Triton Inference Server

10 May 2023. 7 minutes read

Triton Inference Server featured image

In this blog post, I describe my first thoughts about Triton after some time spent playing around, describe its most important features, and when and how to use it. In the next blog post, I will describe tips and tricks, present a cheat sheet, and provide a code sample for benchmarking different model configurations for computer vision models. Let's get started!

What is that?

Triton is a high-performing machine learning inference runtime present in many machine learning deployment tools, such as Seldon Core, KServe, MLFlow, or BentoML. Its strength lies in its optimized performance thanks to C++ implementation and a rich set of features that make this tool versatile and suitable for almost every application. Triton supports multiple frameworks, such as NVIDIA TensorRT, TensorFlow, PyTorch, OpenVINO, and ONNX, as well as custom C++ and Python backend, integrates with Kubernetes, and provides metrics for service monitoring out-of-the-box which makes it easy to use in production environments.

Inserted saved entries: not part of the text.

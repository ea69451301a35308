//! Magic-tagged boot map tables
//!
//! Program tables and component tables share one frame: a single physical
//! block starting with `"zIPL"`, followed by packed slots.

pub mod component;
pub mod program;

pub use component::ComponentTable;
pub use program::ProgramTable;

use crate::disk::Disk;
use crate::error::{Error, Result};
use crate::pointer::BlockPointer;
use crate::types::MAGIC;
use alloc::format;
use alloc::vec::Vec;
use gpt_disk_io::BlockIo;

/// Read the single block holding a table
///
/// `what` names the table in error messages ("program table", ...).
fn read_table_block<B: BlockIo>(
    disk: &mut Disk<B>,
    ptr: &BlockPointer,
    what: &str,
) -> Result<Vec<u8>> {
    if ptr.block_count() != 0 {
        return Err(Error::Format(format!("Error - invalid {what} pointer")));
    }
    disk.read_region(ptr)
}

fn check_magic(block: &[u8], what: &str) -> Result<()> {
    if block.starts_with(MAGIC) {
        Ok(())
    } else {
        Err(Error::Format(format!("Error - invalid magic number in {what}")))
    }
}
//! Kernel command line composition

use crate::config::{prefix_root, BootEntry, LoaderPaths};
use crate::fetch::Fetch;
use bootmap::{Error, Result};
use std::fs;
use std::path::Path;

/// Longest command line accepted from a boot entry
pub const MAX_KERNEL_CMDLINE: usize = 4096;

/// Command line contributed by the boot entry
///
/// When the entry names a parmfile it is fetched to the local parmfile path
/// and its contents are joined with the entry's `cmdline`.
pub fn config_cmdline<F: Fetch + ?Sized>(
    entry: &BootEntry,
    paths: &LoaderPaths,
    fetcher: &mut F,
) -> Result<String> {
    let Some(parmfile) = entry.parmfile.as_deref() else {
        return Ok(entry.cmdline.clone());
    };
    let uri = prefix_root(&entry.root, parmfile);
    fetcher
        .fetch(&paths.parmfile, &uri)
        .map_err(|e| e.context("Error loading parmfile"))?;
    compose_with_parmfile(&paths.parmfile, &entry.cmdline)
}

/// Prepend the contents of the local file `path` to `cmdline`
pub fn compose_with_parmfile(path: &Path, cmdline: &str) -> Result<String> {
    let size = fs::metadata(path).map(|m| m.len()).map_err(|e| {
        Error::Io(format!(
            "Unable to access local parmfile '{}' - {e}",
            path.display()
        ))
    })?;
    if size.saturating_add(cmdline.len() as u64) > MAX_KERNEL_CMDLINE as u64 {
        return Err(Error::Format("Kernel command line too long.".to_string()));
    }
    let text = fs::read(path).map_err(|e| {
        Error::Io(format!(
            "Unable to read local parmfile '{}' - {e}",
            path.display()
        ))
    })?;
    Ok(join(&String::from_utf8_lossy(&text), cmdline))
}

/// Final command line: the boot map's parmfile text, a space, the extra text
pub fn join(base: &str, extra: &str) -> String {
    format!("{base} {extra}")
}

Source: https://docs.nvidia.com

‍

Triton is available in JetPack SDK, which is supported by NVIDIA Jetson computers suitable for AI on the edge. Thanks to Triton’s C API one can make real-time inferences without network overhead.

Triton comes to the rescue with the deployment of large language models. You can read more about this on this blog.

First contact

There are various tutorials available in the official repository. Mind that they contain several minor bugs or just need some adjustments. I’ve created PR with fixes. Once these are fixed, the code runs properly and provides an easy way to familiarise yourself with Triton's main concepts, such as Triton architecture, concurrent model execution, model repository structure, model configuration file, and optimization techniques.

The tools provided by Triton, perf_analyzer and model_analyzer, are useful for automatically determining the optimal parameters for deployment on specific hardware. Very useful when deploying models on a production server.

Unfortunately, Triton is not an easy tool to use. There are many exceptions in configuring models, conditions that cannot be combined, etc. Server errors when trying to run such a configuration throws vague error messages. In the sections below, I will share my observations of these exceptions and the rules I followed when experimenting with Triton.

Model configuration

Below is a minimal model configuration file for a model with 2 input tensors and 1 output tensor. There are a few mandatory fields: name which has to match the model’s directory name in model-repository provided to Triton, platform defining a type of model runtime, input and output defining input data to the model.

Possible platforms are onnxruntime_onnx, tensorrt_plan, pytorch_libtorch, tensorflow_savedmodel, and tensorflow_graphdef. You have to assign proper platform-matching model file extensions: .onnx, .plan, .pt, etc.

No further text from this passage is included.